AEG-1/MTDH Enhances Hepatocellular Carcinoma Radioresistance by Recruiting PTBP1 Via SND1 To Stabilize ATG5 mRNA and Promote Protective Autophagy
摘要
Radioresistance remains a major barrier to effective radiotherapy for liver hepatocellular carcinoma (LIHC). This study elucidates the molecular mechanism whereby astrocyte-elevated gene-1 (AEG-1/MTDH) modulates autophagy-driven radioresistance and evaluates its potential as a radiosensitization target. Bioinformatic analyses were performed using TCGA and CGGA datasets. Expression of key molecules was detected in 26 human LIHC specimens via qPCR, Western blot, and immunohistochemistry (IHC).
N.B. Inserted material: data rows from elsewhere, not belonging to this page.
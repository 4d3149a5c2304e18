// mod.rs - Data structures module

pub mod annotation;
pub mod hit;
pub mod loaders;
pub mod schema;
pub mod sequences;

// Re-export main types for convenience
pub use annotation::{Annotation, EmapperLayout};
pub use hit::{AlignmentDetail, HitRecord, RowPolicy};
pub use schema::{Column, HitLayout, TableSchema};
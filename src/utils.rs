//! Utility functions for text truncation and Telegram API retries.

use anyhow::Result;
use std::time::Duration;
use tokio_retry::strategy::{jitter, ExponentialBackoff};
use tokio_retry::Retry;
use tracing::warn;

/// Safely truncates a string to a maximum character length (not bytes).
///
/// This is UTF-8 safe and will not panic on multi-byte characters.
///
/// # Examples
///
/// ```
/// use tg_logger::utils::truncate_str;
/// let s = "Привет, мир!";
/// assert_eq!(truncate_str(s, 6), "Привет");
/// ```
pub fn truncate_str(s: impl AsRef<str>, max_chars: usize) -> String {
    let s = s.as_ref();
    s.char_indices()
        .nth(max_chars)
        .map_or_else(|| s.to_string(), |(pos, _)| s[..pos].to_string())
}

/// Retry a Telegram API operation with exponential backoff.
///
/// The retry strategy uses exponential backoff with jitter:
/// - Initial delay: 500ms
/// - Max delay: 4s
/// - Max retries: 3 (see the constants in `config.rs`)
///
/// # Errors
///
/// Returns the last error if all attempts fail.
///
/// # Examples
///
/// ```no_run
/// use tg_logger::utils::retry_telegram_operation;
/// use anyhow::Result;
///
/// async fn download_file() -> Result<Vec<u8>> {
///     Ok(vec![])
/// }
///
/// # async fn example() -> Result<()> {
/// let buffer = retry_telegram_operation(|| async {
///     download_file().await
/// }).await?;
/// # Ok(())
/// # }
/// ```
pub async fn retry_telegram_operation<F, Fut, T>(operation: F) -> Result<T>
where
    F: FnMut() -> Fut,
    Fut: std::future::Future<Output = Result<T>>,
{
    use crate::config::{
        TELEGRAM_API_INITIAL_BACKOFF_MS, TELEGRAM_API_MAX_BACKOFF_MS, TELEGRAM_API_MAX_RETRIES,
    };

    let retry_strategy = ExponentialBackoff::from_millis(TELEGRAM_API_INITIAL_BACKOFF_MS)
        .max_delay(Duration::from_millis(TELEGRAM_API_MAX_BACKOFF_MS))
        .map(jitter)
        .take(TELEGRAM_API_MAX_RETRIES);

    Retry::spawn(retry_strategy, operation).await.map_err(|e| {
        warn!(
            "Telegram API operation failed after {} retries: {}",
            TELEGRAM_API_MAX_RETRIES, e
        );
        e
    })
}

#[cfg(test)]
mod tests {
    use super::*;
    use std::sync::atomic::{AtomicUsize, Ordering};

    #[test]
    fn test_truncate_str_unicode() {
        let s = "Привет, мир!";
        assert_eq!(truncate_str(s, 6), "Привет");
        assert_eq!(truncate_str(s, 50), "Привет, мир!");
        assert_eq!(truncate_str(s, 12), "Привет, мир!");
        assert_eq!(truncate_str("", 3), "");
    }

    #[tokio::test(start_paused = true)]
    async fn test_retry_recovers_from_transient_error() {
        let counter = AtomicUsize::new(0);
        let calls = &counter;
        let result = retry_telegram_operation(|| async move {
            if calls.fetch_add(1, Ordering::SeqCst) == 0 {
                anyhow::bail!("network hiccup");
            }
            Ok(7)
        })
        .await;

        assert_eq!(result.ok(), Some(7));
        assert_eq!(calls.load(Ordering::SeqCst), 2);
    }

    #[tokio::test(start_paused = true)]
    async fn test_retry_gives_up() {
        let counter = AtomicUsize::new(0);
        let calls = &counter;
        let result: Result<()> = retry_telegram_operation(|| async move {
            calls.fetch_add(1, Ordering::SeqCst);
            anyhow::bail!("down")
        })
        .await;

        assert!(result.is_err());
        // first attempt plus three retries
        assert_eq!(calls.load(Ordering::SeqCst), 4);
    }
}
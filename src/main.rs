use dotenvy::dotenv;
use regex::Regex;
use std::io::{self, Write};
use std::sync::Arc;
use teloxide::prelude::*;
use tg_logger::bot::{handlers, ObservedNames, TelegramLogSink, TelegramMediaFetcher};
use tg_logger::config::Settings;
use tg_logger::pipeline::{
    Archiver, DeletionRateLimiter, EventRouter, Formatter, MediaDelivery, Relay, RetryingLookup,
};
use tg_logger::retention::spawn_cleanup;
use tg_logger::storage::{InMemoryStore, MessageStore, R2MessageStore};
use tokio_util::sync::CancellationToken;
use tracing::{error, info, warn};
use tracing_subscriber::{prelude::*, EnvFilter};

/// Secret-masking rules applied to every log line
struct RedactionPatterns {
    rules: Vec<(Regex, &'static str)>,
}

impl RedactionPatterns {
    /// Compile the masking rules
    ///
    /// # Errors
    ///
    /// Returns an error if any regex pattern is invalid
    fn new() -> Result<Self, regex::Error> {
        let specs: [(&str, &'static str); 7] = [
            // Bot API URLs carry the token in the path
            (
                r"(https?://[^/]+/bot)([0-9]+:[A-Za-z0-9_-]+)(/['\s]*)",
                "$1[TELEGRAM_TOKEN]$3",
            ),
            (r"(bot[0-9]{8,10}:)[A-Za-z0-9_-]+", "$1[TELEGRAM_TOKEN]"),
            (r"[0-9]{8,10}:[A-Za-z0-9_-]{35}", "[TELEGRAM_TOKEN]"),
            (r"R2_ACCESS_KEY_ID=[^\s&]+", "R2_ACCESS_KEY_ID=[MASKED]"),
            (r"R2_SECRET_ACCESS_KEY=[^\s&]+", "R2_SECRET_ACCESS_KEY=[MASKED]"),
            (r"access_key_id: \S+", "access_key_id: [MASKED]"),
            (r"secret_access_key: \S+", "secret_access_key: [MASKED]"),
        ];

        let rules = specs
            .into_iter()
            .map(|(pattern, replacement)| Regex::new(pattern).map(|re| (re, replacement)))
            .collect::<Result<Vec<_>, _>>()?;
        Ok(Self { rules })
    }

    fn redact(&self, input: &str) -> String {
        self.rules
            .iter()
            .fold(input.to_string(), |text, (re, replacement)| {
                re.replace_all(&text, *replacement).into_owned()
            })
    }
}

struct RedactingWriter<W: Write> {
    inner: W,
    patterns: Arc<RedactionPatterns>,
}

impl<W: Write> Write for RedactingWriter<W> {
    fn write(&mut self, buf: &[u8]) -> io::Result<usize> {
        let line = String::from_utf8_lossy(buf);
        self.inner
            .write_all(self.patterns.redact(&line).as_bytes())?;
        // Report the caller's length; the masked text may be shorter or longer
        Ok(buf.len())
    }

    fn flush(&mut self) -> io::Result<()> {
        self.inner.flush()
    }
}

struct RedactingMakeWriter<F> {
    make_inner: F,
    patterns: Arc<RedactionPatterns>,
}

impl<'a, F, W> tracing_subscriber::fmt::MakeWriter<'a> for RedactingMakeWriter<F>
where
    F: Fn() -> W + 'static,
    W: Write,
{
    type Writer = RedactingWriter<W>;

    fn make_writer(&'a self) -> Self::Writer {
        RedactingWriter {
            inner: (self.make_inner)(),
            patterns: self.patterns.clone(),
        }
    }
}

#[tokio::main]
async fn main() -> Result<(), Box<dyn std::error::Error>> {
    // Load .env file
    dotenv().ok();

    // Initialize redaction patterns early (before logging)
    let patterns = Arc::new(RedactionPatterns::new().map_err(|e| {
        eprintln!("Failed to compile regex patterns: {e}");
        e
    })?);

    // Setup logging with redaction
    init_logging(patterns);

    info!("Starting Telegram message logger...");

    let settings = init_settings();
    let store = init_store(&settings).await;

    let bot = Bot::new(settings.telegram_token.clone());
    let names = Arc::new(ObservedNames::default());
    let relay = Arc::new(build_relay(&bot, &settings, store.clone(), names.clone()));

    let shutdown = CancellationToken::new();
    let cleanup = spawn_cleanup(store, settings.retention_policy(), shutdown.clone());

    info!(log_chat_id = settings.log_chat_id, "Logger is running...");

    Dispatcher::builder(bot, handlers::schema())
        .dependencies(dptree::deps![relay, names, settings])
        // One queue for every update keeps deletions in arrival order
        .distribution_function(|_| Some(()))
        .enable_ctrlc_handler()
        .build()
        .dispatch()
        .await;

    shutdown.cancel();
    if let Err(e) = cleanup.await {
        warn!("Cleanup task ended abnormally: {}", e);
    }
    info!("Logger stopped.");

    Ok(())
}

fn init_logging(patterns: Arc<RedactionPatterns>) {
    let make_writer = RedactingMakeWriter {
        make_inner: io::stderr,
        patterns,
    };
    let filter = EnvFilter::try_from_default_env().unwrap_or_else(|_| EnvFilter::new("info"));

    tracing_subscriber::registry()
        .with(filter)
        .with(tracing_subscriber::fmt::layer().with_writer(make_writer))
        .init();
}

fn init_settings() -> Arc<Settings> {
    match Settings::new() {
        Ok(s) => {
            info!("Configuration loaded successfully.");
            Arc::new(s)
        }
        Err(e) => {
            error!("Failed to load configuration: {}", e);
            std::process::exit(1);
        }
    }
}

async fn init_store(settings: &Settings) -> Arc<dyn MessageStore> {
    if !settings.r2_configured() {
        warn!("R2 is not configured, archive is kept in memory only.");
        return Arc::new(InMemoryStore::new());
    }

    match R2MessageStore::new(settings).await {
        Ok(s) => {
            info!("R2 Storage initialized.");
            if s.check_connection().await.is_err() {
                error!("R2 Storage connection check returned error.");
            }
            Arc::new(s)
        }
        Err(e) => {
            error!("Failed to initialize R2 Storage: {}", e);
            std::process::exit(1);
        }
    }
}

fn build_relay(
    bot: &Bot,
    settings: &Settings,
    store: Arc<dyn MessageStore>,
    names: Arc<ObservedNames>,
) -> Relay {
    let rules = Arc::new(settings.filter_rules());
    info!(
        ignored = rules.ignored_ids.len(),
        forward_users = rules.forward_user_ids.len(),
        forward_groups = rules.forward_group_ids.len(),
        "Filter rules loaded"
    );

    let fetcher = Arc::new(TelegramMediaFetcher::new(
        bot.clone(),
        settings.max_media_size_bytes,
    ));
    let sink = Arc::new(TelegramLogSink::new(
        bot.clone(),
        ChatId(settings.log_chat_id),
    ));

    let archiver = Archiver::new(
        store.clone(),
        fetcher.clone(),
        rules.clone(),
        settings.max_media_size_bytes,
    );
    let router = EventRouter::new(
        rules,
        DeletionRateLimiter::new(settings.rate_limit_config()),
        RetryingLookup::new(store.clone(), settings.lookup_retry_delay()),
        Formatter::new(names),
        MediaDelivery::new(sink, store, fetcher.clone(), fetcher),
    );

    Relay::new(archiver, router)
}
//! Shared fixtures for unit tests.

use crate::model::{ArchivedMessage, ChatKind, LiveMedia, LiveMessage, MediaKind};
use crate::pipeline::ports::MockMentionResolver;
use chrono::{DateTime, TimeZone, Utc};

/// Fixed reference time: 2024-05-01 12:00:00 UTC.
pub fn fixed_time() -> DateTime<Utc> {
    Utc.with_ymd_and_hms(2024, 5, 1, 12, 0, 0)
        .single()
        .unwrap_or_default()
}

/// Incoming text message without media.
pub fn live_message(id: i32, chat_id: i64, chat_kind: ChatKind, sender_id: i64) -> LiveMessage {
    LiveMessage {
        id,
        chat_id,
        chat_kind,
        sender_id,
        sender_is_bot: false,
        outgoing: false,
        text: "hello".to_string(),
        media: None,
        is_restricted: false,
        reply_to_id: None,
        date: fixed_time(),
        edit_date: None,
    }
}

/// Attaches media of `kind` to `message`.
pub fn with_media(mut message: LiveMessage, kind: MediaKind) -> LiveMessage {
    message.media = Some(LiveMedia {
        kind,
        file_id: format!("file-{}", message.id),
        file_name: None,
        file_size: Some(1024),
    });
    message
}

/// Archived record of an incoming text message.
pub fn archived_message(id: i32, chat_id: i64, chat_kind: ChatKind) -> ArchivedMessage {
    let sender_id = if chat_id > 0 { chat_id } else { 5 };
    ArchivedMessage::from_live(&live_message(id, chat_id, chat_kind, sender_id), None)
}

/// Resolver that names every id `User<id>`.
pub fn named_resolver() -> MockMentionResolver {
    let mut resolver = MockMentionResolver::new();
    resolver
        .expect_resolve()
        .returning(|id| Ok(format!("User{id}")));
    resolver
}

/// Resolver that fails for every id.
pub fn failing_resolver() -> MockMentionResolver {
    let mut resolver = MockMentionResolver::new();
    resolver
        .expect_resolve()
        .returning(|id| Err(anyhow::anyhow!("unknown peer {id}")));
    resolver
}
use crate::model::ArchivedMessage;
use crate::storage::{MessageStore, StorageError};
use std::sync::Arc;
use std::time::Duration;
use thiserror::Error;
use tokio_retry::strategy::FixedInterval;
use tokio_retry::RetryIf;
use tracing::{debug, error, warn};

/// Why a single lookup attempt produced no record.
#[derive(Error, Debug)]
pub enum LookupError {
    /// No record with this id yet; the only retryable case.
    #[error("record not in archive")]
    Absent,
    /// A record exists but belongs to another chat.
    #[error("record belongs to chat {found}, expected {expected}")]
    ChatMismatch {
        /// Chat of the stored record.
        found: i64,
        /// Chat the deletion was reported in.
        expected: i64,
    },
    /// The store failed.
    #[error(transparent)]
    Store(#[from] StorageError),
}

/// Archive reader for deletion events.
///
/// A deletion can race the write of the message it refers to, so an absent
/// record gets exactly one more read after a fixed delay.
pub struct RetryingLookup {
    store: Arc<dyn MessageStore>,
    retry_delay: Duration,
}

impl RetryingLookup {
    /// Creates a lookup over `store`.
    #[must_use]
    pub fn new(store: Arc<dyn MessageStore>, retry_delay: Duration) -> Self {
        Self { store, retry_delay }
    }

    /// Fetches the record for `id`, or `None` when it is unavailable.
    ///
    /// With a known chat only that chat's record is returned. When the id
    /// exists only in other chats it counts as not found and is not retried. Store errors are logged and treated as not found.
    pub async fn fetch(&self, id: i32, expected_chat: Option<i64>) -> Option<ArchivedMessage> {
        let strategy = FixedInterval::new(self.retry_delay).take(1);
        let result = RetryIf::spawn(
            strategy,
            || self.attempt(id, expected_chat),
            |e: &LookupError| matches!(e, LookupError::Absent),
        )
        .await;

        match result {
            Ok(record) => Some(record),
            Err(LookupError::Absent) => {
                debug!(message_id = id, "Message not found in archive after retry");
                None
            }
            Err(e @ LookupError::ChatMismatch { .. }) => {
                warn!(message_id = id, error = %e, "Archived message chat mismatch");
                None
            }
            Err(LookupError::Store(e)) => {
                error!(message_id = id, error = %e, "Archive lookup failed");
                None
            }
        }
    }

    async fn attempt(
        &self,
        id: i32,
        expected_chat: Option<i64>,
    ) -> Result<ArchivedMessage, LookupError> {
        let Some(expected) = expected_chat else {
            return self.store.get_by_id(id).await?.ok_or(LookupError::Absent);
        };

        // Ids are per chat: read the exact record, then classify the miss
        if let Some(record) = self.store.get(expected, id).await? {
            return Ok(record);
        }
        match self.store.get_by_id(id).await? {
            Some(other) => Err(LookupError::ChatMismatch {
                found: other.chat_id,
                expected,
            }),
            None => Err(LookupError::Absent),
        }
    }
}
Radioresistant SK-Hep-1R cells were established by fractionated irradiation. Lentiviral shRNA-mediated knockdown or plasmid-based overexpression, combined with pharmacologic autophagy inhibitors (3-MA, chloroquine), was used for functional studies. Co-immunoprecipitation (Co-IP), RNA immunoprecipitation (RIP), and actinomycin D chase assays were employed to characterize the MTDH–SND1–PTBP1–ATG5 axis. SK-Hep-1 xenograft-bearing BALB/c nude mice received single-dose 15 Gy radiotherapy in vivo. MTDH was significantly upregulated in LIHC tissues, correlating with advanced disease stage and poor radiotherapeutic response. Ionizing radiation induced MTDH expression in a time-dependent manner. MTDH silencing reduced clonogenic survival and increased apoptosis, while overexpression conferred radioresistance—effects abrogated by autophagy inhibition. Mechanistically, MTDH interacted with SND1 to recruit PTBP1, which directly binds ATG5 mRNA and extended its half-life, sustaining autophagic flux. Knockdown of MTDH or ATG5 mimicked autophagy blockade and sensitized cells to radiation. In xenografts, MTDH depletion synergized with radiotherapy to suppress tumor growth, decrease LC3-II levels, and enhance TUNEL positivity. The MTDH/SND1/PTBP1/ATG5 axis represents a novel post-transcriptional regulatory pathway that promotes LIHC radioresistance via protective autophagy. Targeting this network provides a rational approach to overcome radioresistance and improve LIHC radiotherapy outcomes.